Most businesses want to improve their search engine optimization (SEO), even if they don’t know they do. Because better SEO means more customers at less cost, and almost everyone wants more customers. But how you improve your organic reach on a global scale is very different from how you do it on a local level.
While the two have some things in common, you can usually improve your local rankings much faster than the larger scale ones. You can generally see movement quickly, assuming your local competition isn’t busy doing the exact same thing.
What Is Local Ranking and Who Should Be Concerned With It?
When we refer to local ranking in search, we are talking about someone who would type in a search like “Best <insert type of business> in Alameda. These searchers are looking for something nearby. If you serve a local audience, you want to place highly for those local search terms For instance, if you run a pizza place, “Best pizza in Alameda,” “Best pizza in the Bay Area,” and “Alameda pizza” may all be terms you want to place for. Ranking well for pizza across the country (unless you cover a VERY large delivery area) is not as important.
While search engines have become smarter over the years, factoring in local listings in these types of searches without having to be explicit in the search query, there are still a few things you can do to improve your local listings and come up higher in organic listings.
Seven Quick Steps to Better Rankings
Improving your local rankings isn’t magic, although it can feel that way. What it takes is consistent, targeted action.
Most business owners hate to hear how important reviews are because then they need to encourage people to leave them. But if you believe in the service and/or product you’re providing, it’s not an imposition, but a way your customers can help others.
And requesting reviews is not as hard as you think. Place the review request on your business card. Create table tents with QR codes directed to review sites for easy access. Send a follow-up email with a hyperlink to your preferred review site.
Encouraging customers to create a review while it’s convenient for them, and your business/service is fresh in their minds, is the best way to ensure you’ll receive the most reviews.
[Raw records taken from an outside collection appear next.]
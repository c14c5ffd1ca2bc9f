//! Scrape engine: network, decoding, extraction and export around the pure
//! core, plus the orchestrator that drives a run.
mod decode;
mod export;
mod extract;
mod fetch;
mod guard;
mod json_records;
mod orchestrator;
mod persist;
mod render;
mod settings;
mod types;

pub use decode::{decode_document, is_json_content_type, DecodedDocument};
pub use export::{
    build_csv, column_union, export_records, ArtifactRef, CsvTableWriter, ExportError, TableWriter,
};
pub use extract::{ExtractError, Extractor, SelectorExtractor};
pub use fetch::{
    compose_url, FetchSettings, Fetcher, GuardedFetcher, OversizePolicy, DEFAULT_USER_AGENT,
};
pub use guard::{
    is_blocked_ip, parse_target, AddressGuard, HostResolver, StaticResolver, SystemResolver,
    VettedTarget,
};
pub use json_records::{find_json_records, JsonRecords};
pub use orchestrator::Orchestrator;
pub use persist::{ensure_output_dir, ArtifactWriter, PersistError};
pub use render::{RenderError, Renderer};
pub use settings::EngineSettings;
pub use types::{FailureKind, FetchError, FetchOutcome, FetchRequest};
#[tokio::test]
async fn see_other_turns_post_into_get() {
    let server = MockServer::start().await;
    Mock::given(method("POST"))
        .and(path("/submit"))
        .respond_with(ResponseTemplate::new(303).insert_header("Location", "/result"))
        .expect(1)
        .mount(&server)
        .await;
    Mock::given(method("GET"))
        .and(path("/result"))
        .respond_with(ResponseTemplate::new(200).set_body_string("done"))
        .expect(1)
        .mount(&server)
        .await;

    let fetcher = open_fetcher(quick_settings());
    let mut trace = DecisionTrace::new();
    let mut request = FetchRequest::get(format!("{}/submit", server.uri()));
    request.method = HttpMethod::Post;
    request.body = Some(json!({"q": 1}));

    let outcome = fetcher.fetch(&request, &mut trace).await.expect("redirected");
    assert_eq!(outcome.bytes, b"done");
}

/// Fails the first `failures` lookups, then resolves to loopback.
struct FlakyResolver {
    failures: usize,
    calls: AtomicUsize,
}

#[async_trait::async_trait]
impl HostResolver for FlakyResolver {
    async fn resolve(&self, _host: &str, _port: u16) -> io::Result<Vec<IpAddr>> {
        let call = self.calls.fetch_add(1, Ordering::SeqCst);
        if call < self.failures {
            return Err(io::Error::other("temporary failure in name resolution"));
        }
        Ok(vec!["127.0.0.1".parse().unwrap()])
    }
}

#[tokio::test]
async fn dns_failures_are_retried() {
    let server = MockServer::start().await;
    let port = server.address().port();
    Mock::given(method("GET"))
        .and(path("/data"))
        .respond_with(ResponseTemplate::new(200).set_body_string("[]"))
        .expect(1)
        .mount(&server)
        .await;

    let resolver = Arc::new(FlakyResolver {
        failures: 1,
        calls: AtomicUsize::new(0),
    });
    let guard = AddressGuard::new(true, resolver.clone()).with_trusted_hosts(["flaky.test"]);
    let fetcher = GuardedFetcher::new(quick_settings(), guard);
    let mut trace = DecisionTrace::new();
    let mut request = FetchRequest::get(format!("http://flaky.test:{port}/data"));
    request.max_retries = 2;

    let outcome = fetcher.fetch(&request, &mut trace).await.expect("second attempt");
    assert_eq!(outcome.attempts, 2);
    assert_eq!(resolver.calls.load(Ordering::SeqCst), 2);
    assert_eq!(trace.len(), 1);
    assert_eq!(trace.entries()[0].step, "fetch_retry");
    assert_eq!(trace.entries()[0].detail_value("error"), Some(&json!("dns")));
}

#[tokio::test]
async fn dns_failures_exhaust_retries() {
    let resolver = Arc::new(FlakyResolver {
        failures: usize::MAX,
        calls: AtomicUsize::new(0),
    });
    let fetcher = GuardedFetcher::new(quick_settings(), AddressGuard::new(true, resolver.clone()));
    let mut trace = DecisionTrace::new();
    let mut request = FetchRequest::get("http://nowhere.test/");
    request.max_retries = 1;

    let err = fetcher.fetch(&request, &mut trace).await.unwrap_err();
    assert_eq!(err.kind, FailureKind::Dns);
    assert_eq!(resolver.calls.load(Ordering::SeqCst), 2);
    assert_eq!(trace.failures(), 1);
}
There are two reasons reviews are important to your business – they affect word-of-mouth (WOM) referrals and SEO. Good WOM sites are TripAdvisor and Yelp. But if you’re focused on SEO, you need to get reviews on your Google My Business listing.
Get Creative with Keywords
Sometimes the keyword you assume should be your top word, isn’t the best way for people to find you. Take for instance, a home designer. A home designer is not an architect and there are stringent rules against using “architect” unless you have passed your boards. But if you search “Home Designs” or “Home Designer” there are pages and pages of big name design plan companies and review sites like Houzz. It is impossible to compete with their ad budgets so home designers would want to concentrate on local instead.
In order to improve your local search listings, think of the question(s) people would ask to reach you and add a local flair. For instance, in this case you might use long-tail keywords like “house makeover Alameda.” You’ll have to play around with it and use a keyword research tool to pinpoint what works best for your area and industry.
Now that you know what you want to place for, you’ll need to add that information to your content and website. You’ll get the most bang for your buck by creating content that uses your keywords in headers, page titles, and blog titles. Vary your usage of these words. Don’t use an identical keyword phrase each time.
Now you need to claim your business in the most popular directories. We mentioned Yelp, and TripAdvisor, but there’s also Facebook, Manta, the Alameda Chamber, Google My Business, and more. Don’t forget your industry listings or service provider sites. Make sure all your information is updated and complete on these directories or sites.
Keep a list of them. If you ever move, or need to update information, it will be a lot easier if you know which platforms and directories you have profiles on.
When people leave a review, comment on it. If it’s positive, thank them. If it’s negative, try and solve their issue. While these are usually “no-follow” links, which don’t directly equate to better SEO, platforms like Facebook are timing you on your response, so being responsive is very important to word-of-mouth referrals and your standing.
Look for Friends
Is there a business in your town that you could partner with? You could create an affiliate program or just exchange content. Links are still important, so turn to local business friends with complementary businesses and ask if they’d be willing to list your business and link to you in a resource section. Keep in mind you need links from reputable websites and be choosey about who you ask. The days of adding your site to link farms are long over. The Chamber has several ways to help with this.
Optimize Your Social Profiles
Fill in all the information on social media profiles. Add websites. Use keywords and keyword phrases in your about sections. Search engines pull from these as well.
The more bait you have in the water, the more likely you are to get a bite. Create quality content on subjects of interest to your audience. The more they share and interact with it, the more it will circulate and get picked up by the search engines. Good content chums the waters, attracting attention.
A Final Word About Improving Your Local SEO
When creating good content for local search make sure you do more than just add “Alameda” in your copy. You should include other telltale signs that you know the area. You could mention streets, popular things to do, nearby towns, etc. The search engines are getting more sophisticated and dropping in a town name at the end of every blog post won’t win you any attention, at least not the kind you want.